In experimental autoimmune encephalomyelitis (EAE), an animal model of multiple sclerosis (MS), peripherally developed myelin-reactive T lymphocytes stimulate myeloid cells (ie, microglia and infiltrated macrophages) to trigger an inflammatory reaction in the central nervous system, resulting in demyelination and neurodegeneration. IκB kinase ß (IKKß) is a kinase that modulates transcription of inflammatory genes. To investigate the pathogenic role of IKKß in MS, we developed strains in which IKKß was conditionally ablated in myeloid cells and established active or passive EAE in these animals. Deficiency of IKKß in myeloid cells ameliorated EAE symptoms and suppressed neuroinflammation, as shown by decreased infiltration of T lymphocytes and macrophages and reduced inflammatory gene transcription in the spinal cord at the peak or end stage of EAE. Myeloid deficiency of IKKß also reduced the transcription of Rorc or Il17 genes in T lymphocytes isolated from lymph nodes, spleen, and spinal cord of EAE mice.
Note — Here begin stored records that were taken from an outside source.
//! # bikesharelib
//!
//! Load US bikeshare trip data and compute descriptive travel statistics.
//!
//! ## Overview
//!
//! Trip data is published per city as a CSV file. This library:
//!
//! - **Resolves** a city to its data file through a [`CityRegistry`]
//! - **Loads** trips into a [`TripTable`], deriving the hour, month and
//!   weekday of every trip from its start timestamp
//! - **Filters** trips by month and weekday ([`FilterSelection`])
//! - **Computes** the most frequent travel times, the most popular stations
//!   and trip, total and mean trip duration, and user demographics
//!
//! All computations return plain data; nothing here prints to the terminal.
//!
//! ## Example
//!
//! ```rust
//! use bikesharelib::{load_data, City, CityRegistry, FilterSelection, MonthFilter, Report};
//! use std::fs;
//! use tempfile::tempdir;
//!
//! let dir = tempdir().unwrap();
//! fs::write(
//!     dir.path().join("chicago.csv"),
//!     "Start Time,Trip Duration,Start Station,End Station\n\
//!      2017-01-02 09:00:00,600,Canal St,Lake St\n\
//!      2017-02-07 17:00:00,300,Lake St,Canal St\n",
//! )
//! .unwrap();
//!
//! let registry = CityRegistry::with_data_dir(dir.path());
//! let selection = FilterSelection::new(City::Chicago).month(MonthFilter::Month(1));
//! let table = load_data(&registry, &selection).unwrap();
//! assert_eq!(table.len(), 1);
//!
//! let report = Report::compute(&table);
//! assert_eq!(report.time.month_name(), Some("january"));
//! assert_eq!(report.duration.total_seconds, 600.0);
//! ```

pub mod calendar;
pub mod error;
pub mod loader;
pub mod options;
pub mod schema;
pub mod stats;
pub mod table;

pub use error::BikeshareError;
pub use loader::{load_data, load_table};
pub use options::{City, CityRegistry, DayFilter, FilterSelection, MonthFilter};
pub use stats::{
    mode, value_counts, BirthYearStats, Column, DurationStats, Report, StationStats, TimeStats,
    UserStats, ValueCount,
};
pub use table::{TripRecord, TripTable};

/// Result type for bikesharelib operations
pub type Result<T> = std::result::Result<T, BikeshareError>;
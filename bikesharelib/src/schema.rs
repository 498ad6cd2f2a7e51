//! Column names used in the bikeshare CSV files.

pub const START_TIME: &str = "Start Time";
pub const END_TIME: &str = "End Time";
pub const TRIP_DURATION: &str = "Trip Duration";
pub const START_STATION: &str = "Start Station";
pub const END_STATION: &str = "End Station";
pub const USER_TYPE: &str = "User Type";
pub const GENDER: &str = "Gender";
pub const BIRTH_YEAR: &str = "Birth Year";

/// Columns every city file must carry.
pub const REQUIRED: [&str; 4] = [START_TIME, TRIP_DURATION, START_STATION, END_STATION];

/// Columns only some city files carry.
pub const OPTIONAL: [&str; 4] = [END_TIME, USER_TYPE, GENDER, BIRTH_YEAR];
Moreover, cultured splenocytes isolated from myeloid IKKß-deficient EAE mice released less IL-17, interferon-γ, and granulocyte-macrophage colony-stimulating factor after treatment with myelin peptide than splenocytes from IKKß wild-type EAE mice. Thus, deficiency of myeloid IKKß attenuates the severity of EAE by inhibiting both the neuroinflammatory activity and the activation of encephalitogenic T lymphocytes. These results suggest IKKß may be a potential target for MS patients, especially when neuroinflammation is the primary problem.